AIM OF THE EXERCISE
Your task is to extract every line from the material below exactly.

SUPPLIED DATA
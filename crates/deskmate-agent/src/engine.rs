// SPDX-FileCopyrightText: 2026 Deskmate Contributors
// SPDX-License-Identifier: MIT OR Apache-2.0

//! Conversation turn orchestration.
//!
//! One call to [`ChatEngine::process_message`] runs a full turn: retrieve
//! memories and history, persist the user message, loop the completion
//! engine over tool calls (bounded), persist the reply, then classify and
//! store the exchange as a memory when warranted.

use std::sync::Arc;

use chrono::Utc;
use deskmate_core::{
    ChatTurn, CompletionProvider, CompletionRequest, DeskmateError, MemoryCategory, MemoryGateway,
};
use deskmate_storage::queries::{employees, messages, sessions};
use deskmate_storage::Database;
use deskmate_tools::ToolRegistry;

use crate::classifier::MemoryClassifier;
use crate::prompt::build_system_prompt;

/// Upper bound on completion/tool round-trips within a single turn. A model
/// still asking for tools after this many rounds is treated as runaway.
pub const MAX_TOOL_ROUNDS: usize = 5;

/// Where a turn currently is; surfaced in logs only.
#[derive(Debug, Clone, Copy, PartialEq, Eq, strum::Display)]
#[strum(serialize_all = "snake_case")]
enum TurnPhase {
    RetrieveContext,
    AwaitCompletion,
    ToolCallsPending,
    Finalize,
    ClassifyAndStore,
}

/// Result of one completed turn.
#[derive(Debug, Clone)]
pub struct TurnOutcome {
    pub reply: String,
    pub session_id: i64,
    /// Category the exchange was stored under, if it was stored.
    pub memory_saved: Option<MemoryCategory>,
}

/// Tunables for the engine, normally taken from configuration.
#[derive(Debug, Clone)]
pub struct EngineOptions {
    pub model: String,
    pub classifier_model: String,
    pub max_tokens: u32,
    pub history_limit: usize,
    pub memory_limit: usize,
}

impl Default for EngineOptions {
    fn default() -> Self {
        Self {
            model: "gpt-4o-mini".to_string(),
            classifier_model: "gpt-4o-mini".to_string(),
            max_tokens: 1024,
            history_limit: 10,
            memory_limit: 5,
        }
    }
}

pub struct ChatEngine {
    provider: Arc<dyn CompletionProvider>,
    memory: Arc<dyn MemoryGateway>,
    registry: Arc<ToolRegistry>,
    db: Database,
    classifier: MemoryClassifier,
    options: EngineOptions,
}

impl ChatEngine {
    pub fn new(
        provider: Arc<dyn CompletionProvider>,
        memory: Arc<dyn MemoryGateway>,
        registry: Arc<ToolRegistry>,
        db: Database,
        options: EngineOptions,
    ) -> Self {
        let classifier = MemoryClassifier::new(provider.clone(), options.classifier_model.clone());
        Self {
            provider,
            memory,
            registry,
            db,
            classifier,
            options,
        }
    }

    /// Run one conversation turn for the employee.
    pub async fn process_message(
        &self,
        employee_id: &str,
        message: &str,
    ) -> Result<TurnOutcome, DeskmateError> {
        let employee = employees::get_employee(&self.db, employee_id)
            .await?
            .ok_or_else(|| DeskmateError::NotFound {
                entity: "employee",
                id: employee_id.to_string(),
            })?;

        let mut phase = TurnPhase::RetrieveContext;
        tracing::debug!(phase = %phase, employee_id = %employee_id, "turn started");

        // Memory retrieval is best-effort; the turn proceeds without it.
        let memories = match self
            .memory
            .search(message, employee_id, self.options.memory_limit)
            .await
        {
            Ok(memories) => memories,
            Err(error) => {
                tracing::warn!(error = %error, "memory search failed, continuing without memories");
                Vec::new()
            }
        };

        let history =
            messages::recent_messages(&self.db, employee_id, self.options.history_limit).await?;
        let session = match sessions::latest_session(&self.db, employee_id).await? {
            Some(session) => session,
            None => sessions::create_session(&self.db, employee_id).await?,
        };

        // Persist the user message before any provider call so a failed
        // turn still leaves the question in the transcript.
        messages::insert_message(&self.db, session.id, "user", message).await?;

        let today = Utc::now().format("%Y-%m-%d").to_string();
        let system = build_system_prompt(&employee, &memories, &today);

        let mut turns: Vec<ChatTurn> = history
            .iter()
            .map(|m| ChatTurn {
                role: m.role.clone(),
                content: Some(m.content.clone()),
                tool_calls: Vec::new(),
                tool_call_id: None,
            })
            .collect();
        turns.push(ChatTurn::user(message));

        let tools = self.registry.tool_specs();
        let mut rounds = 0usize;
        let reply = loop {
            phase = TurnPhase::AwaitCompletion;
            tracing::debug!(phase = %phase, rounds, "requesting completion");

            let response = self
                .provider
                .complete(CompletionRequest {
                    model: self.options.model.clone(),
                    system: Some(system.clone()),
                    messages: turns.clone(),
                    max_tokens: Some(self.options.max_tokens),
                    temperature: Some(0.7),
                    tools: tools.clone(),
                    response_format: None,
                })
                .await?;

            if !response.wants_tools() {
                break response.content.unwrap_or_default();
            }

            rounds += 1;
            if rounds > MAX_TOOL_ROUNDS {
                return Err(DeskmateError::Provider {
                    message: format!(
                        "model requested tools beyond the {MAX_TOOL_ROUNDS}-round limit"
                    ),
                    source: None,
                });
            }

            phase = TurnPhase::ToolCallsPending;
            tracing::debug!(phase = %phase, count = response.tool_calls.len(), "executing tool calls");

            turns.push(ChatTurn::assistant_tool_calls(
                response.content.clone(),
                response.tool_calls.clone(),
            ));
            for call in &response.tool_calls {
                tracing::info!(tool = %call.name, "executing tool");
                let output = self
                    .registry
                    .dispatch(&call.name, employee_id, call.arguments.clone())
                    .await;
                turns.push(ChatTurn::tool(&call.id, output.content));
            }
        };

        phase = TurnPhase::Finalize;
        tracing::debug!(phase = %phase, "persisting reply");
        messages::insert_message(&self.db, session.id, "assistant", &reply).await?;

        phase = TurnPhase::ClassifyAndStore;
        tracing::debug!(phase = %phase, "classifying exchange");
        let decision = self.classifier.classify(message, &reply).await;

        let memory_saved = if decision.should_store {
            let category = decision
                .category
                .unwrap_or(MemoryCategory::GeneralPreferences);
            let exchange = [ChatTurn::user(message), ChatTurn::assistant(reply.clone())];
            match self
                .memory
                .add(
                    &exchange,
                    employee_id,
                    serde_json::json!({ "category": category.to_string() }),
                )
                .await
            {
                Ok(()) => {
                    tracing::info!(category = %category, "memory stored");
                    Some(category)
                }
                Err(error) => {
                    tracing::warn!(error = %error, "memory store failed, reply unaffected");
                    None
                }
            }
        } else {
            None
        };

        Ok(TurnOutcome {
            reply,
            session_id: session.id,
            memory_saved,
        })
    }
}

ANSWER BELOW
filename crates/deskmate-agent/src/engine.rs
// SPDX-FileCopyrightText: 2026 Deskmate Contributors
// SPDX-License-Identifier: MIT OR Apache-2.0

//! Conversation turn orchestration.
//!
//! One call to [`ChatEngine::process_message`] runs a full turn: retrieve
//! memories and history, persist the user message, loop the completion
//! engine over tool calls (bounded), persist the reply, then classify and
//! store the exchange as a memory when warranted.

use std::sync::Arc;

use chrono::Utc;
use deskmate_core::{
    ChatTurn, CompletionProvider, CompletionRequest, DeskmateError, MemoryCategory, MemoryGateway,
};
use deskmate_storage::queries::{employees, messages, sessions};
use deskmate_storage::Database;
use deskmate_tools::ToolRegistry;

use crate::classifier::MemoryClassifier;
use crate::prompt::build_system_prompt;

/// Upper bound on completion/tool round-trips within a single turn. A model
/// still asking for tools after this many rounds is treated as runaway.
pub const MAX_TOOL_ROUNDS: usize = 5;

/// Where a turn currently is; surfaced in logs only.
#[derive(Debug, Clone, Copy, PartialEq, Eq, strum::Display)]
#[strum(serialize_all = "snake_case")]
enum TurnPhase {
    RetrieveContext,
    AwaitCompletion,
    ToolCallsPending,
    Finalize,
    ClassifyAndStore,
}

/// Result of one completed turn.
#[derive(Debug, Clone)]
pub struct TurnOutcome {
    pub reply: String,
    pub session_id: i64,
    /// Category the exchange was stored under, if it was stored.
    pub memory_saved: Option<MemoryCategory>,
}

/// Tunables for the engine, normally taken from configuration.
#[derive(Debug, Clone)]
pub struct EngineOptions {
    pub model: String,
    pub classifier_model: String,
    pub max_tokens: u32,
    pub history_limit: usize,
    pub memory_limit: usize,
}

impl Default for EngineOptions {
    fn default() -> Self {
        Self {
            model: "gpt-4o-mini".to_string(),
            classifier_model: "gpt-4o-mini".to_string(),
            max_tokens: 1024,
            history_limit: 10,
            memory_limit: 5,
        }
    }
}

pub struct ChatEngine {
    provider: Arc<dyn CompletionProvider>,
    memory: Arc<dyn MemoryGateway>,
    registry: Arc<ToolRegistry>,
    db: Database,
    classifier: MemoryClassifier,
    options: EngineOptions,
}

impl ChatEngine {
    pub fn new(
        provider: Arc<dyn CompletionProvider>,
        memory: Arc<dyn MemoryGateway>,
        registry: Arc<ToolRegistry>,
        db: Database,
        options: EngineOptions,
    ) -> Self {
        let classifier = MemoryClassifier::new(provider.clone(), options.classifier_model.clone());
        Self {
            provider,
            memory,
            registry,
            db,
            classifier,
            options,
        }
    }

    /// Run one conversation turn for the employee.
    pub async fn process_message(
        &self,
        employee_id: &str,
        message: &str,
    ) -> Result<TurnOutcome, DeskmateError> {
        let employee = employees::get_employee(&self.db, employee_id)
            .await?
            .ok_or_else(|| DeskmateError::NotFound {
                entity: "employee",
                id: employee_id.to_string(),
            })?;

        let mut phase = TurnPhase::RetrieveContext;
        tracing::debug!(phase = %phase, employee_id = %employee_id, "turn started");

        // Memory retrieval is best-effort; the turn proceeds without it.
        let memories = match self
            .memory
            .search(message, employee_id, self.options.memory_limit)
            .await
        {
            Ok(memories) => memories,
            Err(error) => {
                tracing::warn!(error = %error, "memory search failed, continuing without memories");
                Vec::new()
            }
        };

        let history =
            messages::recent_messages(&self.db, employee_id, self.options.history_limit).await?;
        let session = match sessions::latest_session(&self.db, employee_id).await? {
            Some(session) => session,
            None => sessions::create_session(&self.db, employee_id).await?,
        };

        // Persist the user message before any provider call so a failed
        // turn still leaves the question in the transcript.
        messages::insert_message(&self.db, session.id, "user", message).await?;

        let today = Utc::now().format("%Y-%m-%d").to_string();
        let system = build_system_prompt(&employee, &memories, &today);

        let mut turns: Vec<ChatTurn> = history
            .iter()
            .map(|m| ChatTurn {
                role: m.role.clone(),
                content: Some(m.content.clone()),
                tool_calls: Vec::new(),
                tool_call_id: None,
            })
            .collect();
        turns.push(ChatTurn::user(message));

        let tools = self.registry.tool_specs();
        let mut rounds = 0usize;
        let reply = loop {
            phase = TurnPhase::AwaitCompletion;
            tracing::debug!(phase = %phase, rounds, "requesting completion");

            let response = self
                .provider
                .complete(CompletionRequest {
                    model: self.options.model.clone(),
                    system: Some(system.clone()),
                    messages: turns.clone(),
                    max_tokens: Some(self.options.max_tokens),
                    temperature: Some(0.7),
                    tools: tools.clone(),
                    response_format: None,
                })
                .await?;

            if !response.wants_tools() {
                break response.content.unwrap_or_default();
            }

            rounds += 1;
            if rounds > MAX_TOOL_ROUNDS {
                return Err(DeskmateError::Provider {
                    message: format!(
                        "model requested tools beyond the {MAX_TOOL_ROUNDS}-round limit"
                    ),
                    source: None,
                });
            }

            phase = TurnPhase::ToolCallsPending;
            tracing::debug!(phase = %phase, count = response.tool_calls.len(), "executing tool calls");

            turns.push(ChatTurn::assistant_tool_calls(
                response.content.clone(),
                response.tool_calls.clone(),
            ));
            for call in &response.tool_calls {
                tracing::info!(tool = %call.name, "executing tool");
                let output = self
                    .registry
                    .dispatch(&call.name, employee_id, call.arguments.clone())
                    .await;
                turns.push(ChatTurn::tool(&call.id, output.content));
            }
        };

        phase = TurnPhase::Finalize;
        tracing::debug!(phase = %phase, "persisting reply");
        messages::insert_message(&self.db, session.id, "assistant", &reply).await?;

        phase = TurnPhase::ClassifyAndStore;
        tracing::debug!(phase = %phase, "classifying exchange");
        let decision = self.classifier.classify(message, &reply).await;

        let memory_saved = if decision.should_store {
            let category = decision
                .category
                .unwrap_or(MemoryCategory::GeneralPreferences);
            let exchange = [ChatTurn::user(message), ChatTurn::assistant(reply.clone())];
            match self
                .memory
                .add(
                    &exchange,
                    employee_id,
                    serde_json::json!({ "category": category.to_string() }),
                )
                .await
            {
                Ok(()) => {
                    tracing::info!(category = %category, "memory stored");
                    Some(category)
                }
                Err(error) => {
                    tracing::warn!(error = %error, "memory store failed, reply unaffected");
                    None
                }
            }
        } else {
            None
        };

        Ok(TurnOutcome {
            reply,
            session_id: session.id,
            memory_saved,
        })
    }
}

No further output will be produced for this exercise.